- _WORK REQUEST_
In the material below, find the line with "self.resources.assets = Some(files);" and the line with "a fresh one.", then output those two lines and every line between them, exactly.

- _TASK MATERIAL_

★ ★ ★ ★ ★

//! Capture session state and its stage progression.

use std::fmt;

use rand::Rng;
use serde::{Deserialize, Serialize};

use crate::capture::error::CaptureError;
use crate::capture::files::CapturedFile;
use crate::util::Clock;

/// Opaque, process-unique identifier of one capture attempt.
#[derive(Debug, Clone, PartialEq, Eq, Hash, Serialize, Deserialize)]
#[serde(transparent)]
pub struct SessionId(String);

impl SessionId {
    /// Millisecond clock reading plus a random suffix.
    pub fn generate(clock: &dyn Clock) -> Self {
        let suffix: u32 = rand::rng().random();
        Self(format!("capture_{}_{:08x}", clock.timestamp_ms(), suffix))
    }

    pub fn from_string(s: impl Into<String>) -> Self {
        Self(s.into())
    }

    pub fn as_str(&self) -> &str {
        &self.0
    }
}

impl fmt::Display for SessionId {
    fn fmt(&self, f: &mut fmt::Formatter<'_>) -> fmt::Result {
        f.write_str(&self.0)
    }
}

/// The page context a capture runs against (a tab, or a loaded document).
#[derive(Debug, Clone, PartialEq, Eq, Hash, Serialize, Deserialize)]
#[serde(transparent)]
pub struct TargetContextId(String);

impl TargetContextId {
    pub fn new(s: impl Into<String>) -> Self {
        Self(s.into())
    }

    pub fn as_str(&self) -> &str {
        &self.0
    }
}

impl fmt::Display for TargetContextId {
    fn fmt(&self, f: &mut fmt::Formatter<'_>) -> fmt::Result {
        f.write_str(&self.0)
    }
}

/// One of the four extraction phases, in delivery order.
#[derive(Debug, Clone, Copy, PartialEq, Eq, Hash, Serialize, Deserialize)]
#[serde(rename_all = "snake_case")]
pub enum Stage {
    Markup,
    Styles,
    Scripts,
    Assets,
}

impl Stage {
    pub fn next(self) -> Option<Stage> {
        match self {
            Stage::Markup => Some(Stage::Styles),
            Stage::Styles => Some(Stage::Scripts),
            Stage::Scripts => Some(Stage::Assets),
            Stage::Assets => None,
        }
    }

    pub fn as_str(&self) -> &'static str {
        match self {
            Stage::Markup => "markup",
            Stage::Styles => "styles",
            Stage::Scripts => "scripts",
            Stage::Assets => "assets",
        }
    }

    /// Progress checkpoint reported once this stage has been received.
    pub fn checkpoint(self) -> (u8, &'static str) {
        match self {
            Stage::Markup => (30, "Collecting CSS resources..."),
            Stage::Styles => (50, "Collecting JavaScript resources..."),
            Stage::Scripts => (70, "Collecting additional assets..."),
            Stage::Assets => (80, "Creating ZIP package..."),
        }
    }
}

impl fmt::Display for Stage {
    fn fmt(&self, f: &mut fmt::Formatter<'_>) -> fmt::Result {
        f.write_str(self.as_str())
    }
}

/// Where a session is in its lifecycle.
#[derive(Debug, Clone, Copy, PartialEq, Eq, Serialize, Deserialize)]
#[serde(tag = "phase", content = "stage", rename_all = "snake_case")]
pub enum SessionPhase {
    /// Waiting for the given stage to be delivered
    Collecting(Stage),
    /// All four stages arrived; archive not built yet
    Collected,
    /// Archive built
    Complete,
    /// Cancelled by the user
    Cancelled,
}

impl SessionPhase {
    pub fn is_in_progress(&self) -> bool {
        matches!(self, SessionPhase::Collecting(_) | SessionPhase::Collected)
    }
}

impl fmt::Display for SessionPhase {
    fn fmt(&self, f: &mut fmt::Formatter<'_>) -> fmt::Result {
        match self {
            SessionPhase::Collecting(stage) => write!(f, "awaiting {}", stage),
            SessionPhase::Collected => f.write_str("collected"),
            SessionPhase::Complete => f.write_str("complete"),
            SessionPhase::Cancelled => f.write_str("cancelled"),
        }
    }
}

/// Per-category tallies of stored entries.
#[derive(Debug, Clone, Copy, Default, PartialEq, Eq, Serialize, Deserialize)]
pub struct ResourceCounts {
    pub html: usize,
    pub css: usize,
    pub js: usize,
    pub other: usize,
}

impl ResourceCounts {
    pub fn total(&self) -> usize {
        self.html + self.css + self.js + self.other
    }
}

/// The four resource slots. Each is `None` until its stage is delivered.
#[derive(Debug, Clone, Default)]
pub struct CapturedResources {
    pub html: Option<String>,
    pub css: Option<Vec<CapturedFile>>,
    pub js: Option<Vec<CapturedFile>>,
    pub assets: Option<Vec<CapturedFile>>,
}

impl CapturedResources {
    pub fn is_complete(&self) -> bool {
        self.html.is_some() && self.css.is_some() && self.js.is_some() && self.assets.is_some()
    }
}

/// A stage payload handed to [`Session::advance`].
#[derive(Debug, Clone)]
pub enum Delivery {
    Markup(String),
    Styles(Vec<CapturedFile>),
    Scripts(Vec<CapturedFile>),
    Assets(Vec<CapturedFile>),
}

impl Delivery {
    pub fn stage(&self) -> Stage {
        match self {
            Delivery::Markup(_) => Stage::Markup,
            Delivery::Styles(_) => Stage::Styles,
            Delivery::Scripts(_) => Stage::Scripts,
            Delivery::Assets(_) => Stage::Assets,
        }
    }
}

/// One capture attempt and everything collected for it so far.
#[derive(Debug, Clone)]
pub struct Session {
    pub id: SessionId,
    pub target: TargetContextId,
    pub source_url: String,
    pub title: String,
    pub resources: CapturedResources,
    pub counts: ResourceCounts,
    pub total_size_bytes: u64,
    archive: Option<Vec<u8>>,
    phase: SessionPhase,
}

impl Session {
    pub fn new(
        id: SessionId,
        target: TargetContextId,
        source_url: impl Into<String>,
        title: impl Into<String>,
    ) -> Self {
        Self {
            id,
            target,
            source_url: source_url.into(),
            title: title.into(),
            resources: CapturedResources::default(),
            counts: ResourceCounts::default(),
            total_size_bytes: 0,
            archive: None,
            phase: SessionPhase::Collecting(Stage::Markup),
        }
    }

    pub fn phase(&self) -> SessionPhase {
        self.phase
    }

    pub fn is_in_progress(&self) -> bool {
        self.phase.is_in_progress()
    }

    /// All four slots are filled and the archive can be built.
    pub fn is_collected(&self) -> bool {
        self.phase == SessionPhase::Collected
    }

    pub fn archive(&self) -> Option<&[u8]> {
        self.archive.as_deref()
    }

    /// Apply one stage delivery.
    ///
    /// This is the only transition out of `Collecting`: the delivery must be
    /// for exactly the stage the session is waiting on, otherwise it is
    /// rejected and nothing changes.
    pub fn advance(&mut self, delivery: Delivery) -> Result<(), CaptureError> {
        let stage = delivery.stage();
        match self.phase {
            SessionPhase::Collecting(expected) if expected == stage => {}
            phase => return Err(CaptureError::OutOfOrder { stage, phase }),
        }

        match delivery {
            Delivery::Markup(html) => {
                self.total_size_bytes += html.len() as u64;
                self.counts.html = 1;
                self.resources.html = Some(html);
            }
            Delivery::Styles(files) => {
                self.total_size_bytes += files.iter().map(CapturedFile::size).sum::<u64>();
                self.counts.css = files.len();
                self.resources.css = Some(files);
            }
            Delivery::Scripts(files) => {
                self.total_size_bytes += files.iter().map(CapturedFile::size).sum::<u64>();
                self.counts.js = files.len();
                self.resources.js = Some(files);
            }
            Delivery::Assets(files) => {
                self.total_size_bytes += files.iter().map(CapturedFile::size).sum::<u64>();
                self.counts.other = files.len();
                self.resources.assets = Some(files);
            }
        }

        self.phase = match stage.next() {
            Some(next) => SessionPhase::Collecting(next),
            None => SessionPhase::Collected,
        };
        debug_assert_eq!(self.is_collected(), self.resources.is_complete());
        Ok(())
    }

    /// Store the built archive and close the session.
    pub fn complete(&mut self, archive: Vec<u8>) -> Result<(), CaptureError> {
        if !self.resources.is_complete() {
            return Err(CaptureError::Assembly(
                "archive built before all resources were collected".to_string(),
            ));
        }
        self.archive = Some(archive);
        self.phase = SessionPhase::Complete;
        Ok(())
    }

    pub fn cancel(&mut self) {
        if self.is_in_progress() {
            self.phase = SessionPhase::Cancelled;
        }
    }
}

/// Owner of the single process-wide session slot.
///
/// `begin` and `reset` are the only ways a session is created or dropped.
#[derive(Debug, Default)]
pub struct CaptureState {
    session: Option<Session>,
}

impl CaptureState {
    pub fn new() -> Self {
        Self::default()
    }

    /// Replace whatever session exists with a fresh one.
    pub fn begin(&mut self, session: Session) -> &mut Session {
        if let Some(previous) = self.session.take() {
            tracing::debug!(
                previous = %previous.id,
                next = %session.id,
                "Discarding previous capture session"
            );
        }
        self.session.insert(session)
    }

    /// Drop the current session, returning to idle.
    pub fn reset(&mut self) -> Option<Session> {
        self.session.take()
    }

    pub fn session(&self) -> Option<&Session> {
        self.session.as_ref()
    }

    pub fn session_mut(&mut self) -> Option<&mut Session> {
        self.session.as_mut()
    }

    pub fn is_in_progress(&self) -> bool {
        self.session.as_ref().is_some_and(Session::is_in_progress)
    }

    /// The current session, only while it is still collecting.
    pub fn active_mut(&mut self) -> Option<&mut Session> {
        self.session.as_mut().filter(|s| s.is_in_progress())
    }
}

★ ★ ★ ★ ★

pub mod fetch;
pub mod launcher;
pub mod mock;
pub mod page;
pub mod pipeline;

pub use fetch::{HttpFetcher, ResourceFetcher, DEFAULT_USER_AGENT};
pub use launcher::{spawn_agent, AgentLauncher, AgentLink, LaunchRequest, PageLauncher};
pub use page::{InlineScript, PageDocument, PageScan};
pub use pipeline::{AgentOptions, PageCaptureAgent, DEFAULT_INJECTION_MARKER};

★ ★ ★ ★ ★

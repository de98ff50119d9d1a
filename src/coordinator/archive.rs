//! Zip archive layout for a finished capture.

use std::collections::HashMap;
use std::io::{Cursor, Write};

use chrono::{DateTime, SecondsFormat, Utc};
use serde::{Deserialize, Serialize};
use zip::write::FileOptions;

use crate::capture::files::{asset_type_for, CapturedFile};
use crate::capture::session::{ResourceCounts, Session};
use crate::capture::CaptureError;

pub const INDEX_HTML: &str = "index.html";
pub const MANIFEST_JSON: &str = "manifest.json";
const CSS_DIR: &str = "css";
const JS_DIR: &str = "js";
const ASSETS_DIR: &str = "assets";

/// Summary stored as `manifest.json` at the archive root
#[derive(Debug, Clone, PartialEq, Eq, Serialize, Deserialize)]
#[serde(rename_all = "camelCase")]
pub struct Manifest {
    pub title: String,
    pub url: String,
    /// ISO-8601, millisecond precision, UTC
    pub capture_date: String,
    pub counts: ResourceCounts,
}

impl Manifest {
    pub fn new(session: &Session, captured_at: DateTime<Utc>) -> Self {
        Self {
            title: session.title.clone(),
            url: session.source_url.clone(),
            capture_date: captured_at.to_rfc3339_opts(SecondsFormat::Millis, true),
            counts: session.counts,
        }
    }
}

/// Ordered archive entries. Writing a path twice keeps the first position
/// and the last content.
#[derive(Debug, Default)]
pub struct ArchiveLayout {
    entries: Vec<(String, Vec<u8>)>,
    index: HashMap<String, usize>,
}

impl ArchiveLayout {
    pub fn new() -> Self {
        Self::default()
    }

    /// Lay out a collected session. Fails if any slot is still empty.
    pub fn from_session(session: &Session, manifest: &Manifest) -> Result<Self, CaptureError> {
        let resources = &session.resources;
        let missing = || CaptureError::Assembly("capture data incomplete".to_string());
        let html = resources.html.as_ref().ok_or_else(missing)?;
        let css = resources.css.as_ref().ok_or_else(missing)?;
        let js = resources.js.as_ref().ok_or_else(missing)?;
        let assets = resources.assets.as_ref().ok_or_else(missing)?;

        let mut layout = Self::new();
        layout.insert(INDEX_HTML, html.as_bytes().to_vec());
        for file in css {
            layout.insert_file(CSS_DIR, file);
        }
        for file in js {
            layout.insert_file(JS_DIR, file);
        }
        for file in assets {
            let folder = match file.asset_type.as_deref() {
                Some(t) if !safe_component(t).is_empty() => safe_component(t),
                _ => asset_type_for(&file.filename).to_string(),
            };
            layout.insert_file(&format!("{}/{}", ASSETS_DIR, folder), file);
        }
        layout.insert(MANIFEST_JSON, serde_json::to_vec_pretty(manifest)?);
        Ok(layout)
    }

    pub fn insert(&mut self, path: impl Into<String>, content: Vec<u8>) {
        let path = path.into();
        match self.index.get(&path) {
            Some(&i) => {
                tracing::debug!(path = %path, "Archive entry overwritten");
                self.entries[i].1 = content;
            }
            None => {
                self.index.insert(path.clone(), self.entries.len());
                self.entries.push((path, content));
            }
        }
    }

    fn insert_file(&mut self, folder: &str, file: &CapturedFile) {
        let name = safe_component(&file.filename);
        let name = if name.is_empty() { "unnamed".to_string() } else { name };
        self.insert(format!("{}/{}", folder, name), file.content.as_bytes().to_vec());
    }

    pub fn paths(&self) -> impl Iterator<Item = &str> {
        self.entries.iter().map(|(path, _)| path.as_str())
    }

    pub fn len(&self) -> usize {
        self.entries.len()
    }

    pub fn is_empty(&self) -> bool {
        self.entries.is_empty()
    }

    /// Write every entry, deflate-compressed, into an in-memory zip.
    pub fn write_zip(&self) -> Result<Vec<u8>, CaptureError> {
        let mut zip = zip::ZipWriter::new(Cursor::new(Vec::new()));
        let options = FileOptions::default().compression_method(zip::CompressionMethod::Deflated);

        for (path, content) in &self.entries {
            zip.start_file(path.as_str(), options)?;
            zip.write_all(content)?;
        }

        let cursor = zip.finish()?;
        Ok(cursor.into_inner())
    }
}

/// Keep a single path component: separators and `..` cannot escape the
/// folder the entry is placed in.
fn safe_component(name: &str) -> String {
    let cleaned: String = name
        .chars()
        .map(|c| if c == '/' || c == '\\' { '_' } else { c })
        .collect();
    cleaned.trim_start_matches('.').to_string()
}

★ ★ ★ ★ ★

- _REPLY TO THE TASK_
                self.resources.assets = Some(files);
            }
        }

        self.phase = match stage.next() {
            Some(next) => SessionPhase::Collecting(next),
            None => SessionPhase::Collected,
        };
        debug_assert_eq!(self.is_collected(), self.resources.is_complete());
        Ok(())
    }

    /// Store the built archive and close the session.
    pub fn complete(&mut self, archive: Vec<u8>) -> Result<(), CaptureError> {
        if !self.resources.is_complete() {
            return Err(CaptureError::Assembly(
                "archive built before all resources were collected".to_string(),
            ));
        }
        self.archive = Some(archive);
        self.phase = SessionPhase::Complete;
        Ok(())
    }

    pub fn cancel(&mut self) {
        if self.is_in_progress() {
            self.phase = SessionPhase::Cancelled;
        }
    }
}

/// Owner of the single process-wide session slot.
///
/// `begin` and `reset` are the only ways a session is created or dropped.
#[derive(Debug, Default)]
pub struct CaptureState {
    session: Option<Session>,
}

impl CaptureState {
    pub fn new() -> Self {
        Self::default()
    }

    /// Replace whatever session exists with a fresh one.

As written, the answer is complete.